From Bronze Age to Iron Age: Anatolia and Greece
Chapter – 6

- During the third millennium BC (between 3000 and 2000 BC), several Bronze Age cultures emerged in Anatolia, Greece, and other parts of the eastern Mediterranean.
- By 2000 BC, almost a thousand years after the rise of Sumerian and Egyptian civilizations, conditions were ripe for the emergence of new Bronze Age civilizations in the region.
- The historical development of Anatolian and eastern Mediterranean societies reached a stage suitable for the transition to civilization.
- The presence of two major Bronze Age civilizations, Mesopotamia and Egypt, had a profound influence on neighboring peoples, many of whom were less developed.
- Internal changes within Anatolian and eastern Mediterranean societies were crucial in their development.
- An extensive trading network had been established, involving multiple communities in the region.
- After c. 2500 BC, the second half of the millennium saw significant tribal movements and displacement, including groups broadly referred to as the Indo-Europeans.
- West Asia and the eastern Mediterranean experienced constant migration of various tribes over nearly 1500 years.
- The history of many of these tribes is obscure, but their interactions with settled agrarian societies were occasionally recorded.
- Scholars classify these tribes based on their language, dividing them into two broad groups: Indo-European and Semitic.
- There are also some linguistic groups that don’t belong to either category.
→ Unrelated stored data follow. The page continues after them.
//! End-to-end flows: generate a video, and download a watermarked copy.

use std::path::PathBuf;
use std::sync::Arc;

use async_trait::async_trait;
use tracing::info;
use validator::Validate;
use vgen_client::{CompletionClient, RenderClient};
use vgen_media::{CompositeOptions, Compositor, OutputPackager, SharedEncoder};
use vgen_models::{
    EnhancementResult, GeneratedVideoRecord, GenerationRequest, GenerationResult, JobHandle,
    Orientation,
};

use crate::config::WorkerConfig;
use crate::enhancer::PromptEnhancer;
use crate::error::{WorkerError, WorkerResult};
use crate::metrics;
use crate::poller::JobPoller;
use crate::submitter::JobSubmitter;

/// Persistence collaborator for generated videos.
#[async_trait]
pub trait VideoRecordSink: Send + Sync {
    async fn save(&self, record: GeneratedVideoRecord) -> WorkerResult<()>;
}

/// Sink that only logs the record.
#[derive(Debug, Clone, Copy, Default)]
pub struct LoggingRecordSink;

#[async_trait]
impl VideoRecordSink for LoggingRecordSink {
    async fn save(&self, record: GeneratedVideoRecord) -> WorkerResult<()> {
        info!(
            record_id = %record.id,
            user_id = %record.user_id,
            job_id = %record.job_id,
            videos = record.video_urls.len(),
            cost = %record.cost.to_description(),
            "Generated video ready to persist"
        );
        Ok(())
    }
}

/// Everything a successful generation produced.
#[derive(Debug, Clone)]
pub struct GenerationOutcome {
    pub enhancement: EnhancementResult,
    pub handle: JobHandle,
    pub result: GenerationResult,
}

impl GenerationOutcome {
    /// Prompt that was sent to the rendering service.
    pub fn submitted_prompt(&self) -> &str {
        &self.enhancement.prompt
    }
}

/// Enhance → submit → poll.
#[derive(Debug, Clone)]
pub struct GenerationPipeline {
    enhancer: PromptEnhancer,
    submitter: JobSubmitter,
    poller: JobPoller,
}

impl GenerationPipeline {
    pub fn new(enhancer: PromptEnhancer, submitter: JobSubmitter, poller: JobPoller) -> Self {
        Self {
            enhancer,
            submitter,
            poller,
        }
    }

    /// Build the pipeline with HTTP clients from `config`.
    pub fn from_config(config: &WorkerConfig) -> WorkerResult<Self> {
        let completion = Arc::new(CompletionClient::new(config.completion.clone())?);
        let render = Arc::new(RenderClient::new(config.render.clone())?);

        Ok(Self::new(
            PromptEnhancer::new(completion),
            JobSubmitter::new(render.clone(), config.models.clone()),
            JobPoller::new(render, config.poll.clone()),
        ))
    }

    /// Run one generation to completion.
    pub async fn generate(&self, request: &GenerationRequest) -> WorkerResult<GenerationOutcome> {
        request
            .validate()
            .map_err(|e| WorkerError::InvalidRequest(e.to_string()))?;

        let enhancement = self
            .enhancer
            .enhance(&request.prompt, &request.instructions())
            .await;
        metrics::record_enhancement(enhancement.source.as_str());
        info!(
            source = enhancement.source.as_str(),
            tier = %request.tier,
            aspect_ratio = %request.aspect_ratio,
            "Prompt finalized"
        );

        let handle = self
            .submitter
            .submit(
                &enhancement.prompt,
                request.aspect_ratio,
                request.tier,
                request.reference_image.as_ref(),
            )
            .await?;

        let result = self.poller.poll(&handle).await?;

        Ok(GenerationOutcome {
            enhancement,
            handle,
            result,
        })
    }

    /// Run one generation and hand the record to `sink`.
    pub async fn generate_for_user(
        &self,
        user_id: &str,
        request: &GenerationRequest,
        sink: &dyn VideoRecordSink,
    ) -> WorkerResult<GenerationOutcome> {
        let outcome = self.generate(request).await?;

        let record = GeneratedVideoRecord::new(
            user_id,
            request.prompt.as_str(),
            outcome.submitted_prompt(),
            request.aspect_ratio,
            request.tier,
            &outcome.result,
        );
        sink.save(record).await?;

        Ok(outcome)
    }
}

/// Where a download landed.
#[derive(Debug, Clone)]
pub struct DownloadOutcome {
    pub path: PathBuf,
    pub watermark_applied: bool,
    pub orientation: Orientation,
    pub log: Vec<String>,
}

/// Composite → package.
#[derive(Debug, Clone)]
pub struct DownloadService {
    compositor: Compositor,
    packager: OutputPackager,
}

impl DownloadService {
    pub fn new(compositor: Compositor, packager: OutputPackager) -> Self {
        Self {
            compositor,
            packager,
        }
    }

    pub fn from_config(config: &WorkerConfig, encoder: SharedEncoder) -> Self {
        Self::new(
            Compositor::new(encoder, config.watermark.clone()),
            OutputPackager::new(&config.download_dir),
        )
    }

    /// Fetch, watermark when possible, and write into the download directory.
    pub async fn download(&self, locator: &str, options: &CompositeOptions) -> WorkerResult<DownloadOutcome> {
        let result = self
            .compositor
            .composite(locator, options)
            .await
            .ok_or_else(|| WorkerError::DownloadFailed(format!("could not fetch {}", locator)))?;

        let path = self.packager.package(result.data, &result.file_name).await?;

        Ok(DownloadOutcome {
            path,
            watermark_applied: result.watermark_applied,
            orientation: result.orientation,
            log: result.log,
        })
    }
}

#[cfg(test)]
mod tests {
    use super::*;
    use crate::config::{ModelConfig, PollConfig};
    use crate::enhancer::PromptCompleter;
    use crate::submitter::RenderService;
    use std::sync::Mutex;
    use vgen_client::{
        ApiEnvelope, ClientError, ClientResult, RecordInfo, RecordResponse, SubmitData,
        SubmitRequest,
    };
    use vgen_media::{EncoderEngine, WatermarkConfig};
    use vgen_models::{JobId, ResolutionTier};

    struct Offline;

    #[async_trait]
    impl PromptCompleter for Offline {
        async fn complete_json(&self, _system: &str, _user: &str) -> ClientResult<String> {
            Err(ClientError::ServiceUnavailable("offline".into()))
        }
    }

    /// Accepts every job and reports it finished on the first query.
    #[derive(Default)]
    struct InstantRender {
        prompts: Mutex<Vec<String>>,
    }

    #[async_trait]
    impl RenderService for InstantRender {
        async fn submit(&self, request: &SubmitRequest) -> ClientResult<ApiEnvelope<SubmitData>> {
            self.prompts.lock().unwrap().push(request.prompt.clone());
            Ok(ApiEnvelope {
                code: 200,
                msg: None,
                data: Some(SubmitData {
                    job_id: Some("job-7".into()),
                    status: None,
                }),
            })
        }

        async fn status(&self, job_id: &JobId) -> ClientResult<ApiEnvelope<RecordInfo>> {
            Ok(ApiEnvelope {
                code: 200,
                msg: None,
                data: Some(RecordInfo {
                    job_id: Some(job_id.to_string()),
                    success_flag: Some(1),
                    response: Some(RecordResponse {
                        result_urls: Some(vec!["https://cdn/job-7.mp4".into()]),
                    }),
                    ..Default::default()
                }),
            })
        }
    }

    #[derive(Default)]
    struct CollectingSink {
        records: Mutex<Vec<GeneratedVideoRecord>>,
    }

    #[async_trait]
    impl VideoRecordSink for CollectingSink {
        async fn save(&self, record: GeneratedVideoRecord) -> WorkerResult<()> {
            self.records.lock().unwrap().push(record);
            Ok(())
        }
    }

    fn pipeline(render: Arc<InstantRender>) -> GenerationPipeline {
        GenerationPipeline::new(
            PromptEnhancer::new(Arc::new(Offline)),
            JobSubmitter::new(render.clone(), ModelConfig::default()),
            JobPoller::new(render, PollConfig::default()),
        )
    }

    #[tokio::test]
    async fn test_offline_enhancer_submits_fallback_prompt() {
        let render = Arc::new(InstantRender::default());
        let outcome = pipeline(render.clone())
            .generate(&GenerationRequest::new("cat skateboarding"))
            .await
            .unwrap();

        assert_eq!(outcome.submitted_prompt(), "free. cat skateboarding");
        assert!(outcome.enhancement.is_fallback());
        assert_eq!(render.prompts.lock().unwrap()[0], "free. cat skateboarding");
        assert_eq!(outcome.result.primary_locator(), "https://cdn/job-7.mp4");
    }

    #[tokio::test]
    async fn test_record_handed_to_sink() {
        let sink = CollectingSink::default();
        let request = GenerationRequest::new("a fox").with_tier(ResolutionTier::High);

        pipeline(Arc::new(InstantRender::default()))
            .generate_for_user("user-1", &request, &sink)
            .await
            .unwrap();

        let records = sink.records.lock().unwrap();
        assert_eq!(records.len(), 1);
        assert_eq!(records[0].user_id, "user-1");
        assert_eq!(records[0].raw_prompt, "a fox");
        assert_eq!(records[0].submitted_prompt, "free. a fox");
        assert_eq!(records[0].cost.tokens, 20);
        assert_eq!(records[0].video_urls, vec!["https://cdn/job-7.mp4".to_string()]);
    }

    #[tokio::test]
    async fn test_invalid_request_never_submits() {
        let render = Arc::new(InstantRender::default());
        let err = pipeline(render.clone())
            .generate(&GenerationRequest::new(""))
            .await
            .unwrap_err();

        assert!(matches!(err, WorkerError::InvalidRequest(_)));
        assert!(render.prompts.lock().unwrap().is_empty());
    }

    #[tokio::test]
    async fn test_download_degrades_to_original() {
        let dir = tempfile::tempdir().unwrap();
        let source = dir.path().join("job-7.mp4");
        std::fs::write(&source, b"raw-video").unwrap();

        let encoder = SharedEncoder::preloaded(EncoderEngine::with_paths(
            "/nonexistent/ffmpeg",
            "/nonexistent/ffprobe",
        ));
        let service = DownloadService::new(
            Compositor::new(
                encoder,
                WatermarkConfig::default().with_image_path(dir.path().join("none.png")),
            ),
            OutputPackager::new(dir.path().join("out")),
        );

        let outcome = service
            .download(source.to_str().unwrap(), &CompositeOptions::default())
            .await
            .unwrap();

        assert!(!outcome.watermark_applied);
        assert_eq!(outcome.path, dir.path().join("out").join("job-7.mp4"));
        assert_eq!(std::fs::read(&outcome.path).unwrap(), b"raw-video");
    }

    #[tokio::test]
    async fn test_download_unfetchable_source() {
        let dir = tempfile::tempdir().unwrap();
        let service = DownloadService::new(
            Compositor::new(SharedEncoder::new(), WatermarkConfig::default()),
            OutputPackager::new(dir.path()),
        );

        let err = service
            .download("/nonexistent/video.mp4", &CompositeOptions::default())
            .await
            .unwrap_err();
        assert!(matches!(err, WorkerError::DownloadFailed(_)));
    }
}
- Prominent Semitic tribes included the Amorites of Syria, who contributed to the formation of the Babylonian empirein Mesopotamia, and later the Canaanites in Syria and Palestine.
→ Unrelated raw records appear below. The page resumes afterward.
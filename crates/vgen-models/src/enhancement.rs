//! Prompt enhancement output.

use schemars::JsonSchema;
use serde::{Deserialize, Serialize};

/// Where a finalized prompt came from.
#[derive(Debug, Clone, Copy, PartialEq, Eq, Hash, Serialize, Deserialize, JsonSchema)]
#[serde(rename_all = "snake_case")]
pub enum EnhancementSource {
    /// Rewritten by the completion service
    Remote,
    /// Built locally from the instructions and the raw prompt
    Fallback,
}

impl EnhancementSource {
    pub fn as_str(&self) -> &'static str {
        match self {
            EnhancementSource::Remote => "remote",
            EnhancementSource::Fallback => "fallback",
        }
    }
}

/// The prompt that will be submitted for rendering. Never empty.
#[derive(Debug, Clone, PartialEq, Eq, Serialize, Deserialize, JsonSchema)]
pub struct EnhancementResult {
    pub prompt: String,
    pub source: EnhancementSource,
}

impl EnhancementResult {
    pub fn remote(prompt: impl Into<String>) -> Self {
        Self {
            prompt: prompt.into(),
            source: EnhancementSource::Remote,
        }
    }

    pub fn fallback(prompt: impl Into<String>) -> Self {
        Self {
            prompt: prompt.into(),
            source: EnhancementSource::Fallback,
        }
    }

    pub fn is_fallback(&self) -> bool {
        self.source == EnhancementSource::Fallback
    }
}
- A branch of the Canaanites, the Phoenicians, played a significant role in Mediterranean history.
- Among the Indo-Europeans, notable tribes included the Indo-Aryans, Nesians (Hittites), Greeks, and Mitanni.
- The Hurrians, a people settled in northern Iraq and Syria, spoke a language unrelated to either Indo-European or Semitic.
- Over time, an Indo-European group emerged within the Hurrian population, the Mitanni.
- By c. 1500 BC, the Mitanni had become the aristocracy among the Hurrians and worshipped deities such as Indra, Mithra, and Varuna.
- The Mitanni are credited with introducing the art of horse training from the Russian steppes and popularizing the use of the horse in West Asia.
- Another tribe, the Kassites, likely related to the Mitanni, moved toward the Zagros mountains in northern Iraq.
- The Kassite incursions into southern Mesopotamia contributed to the overthrow of the Old Babylonian empire.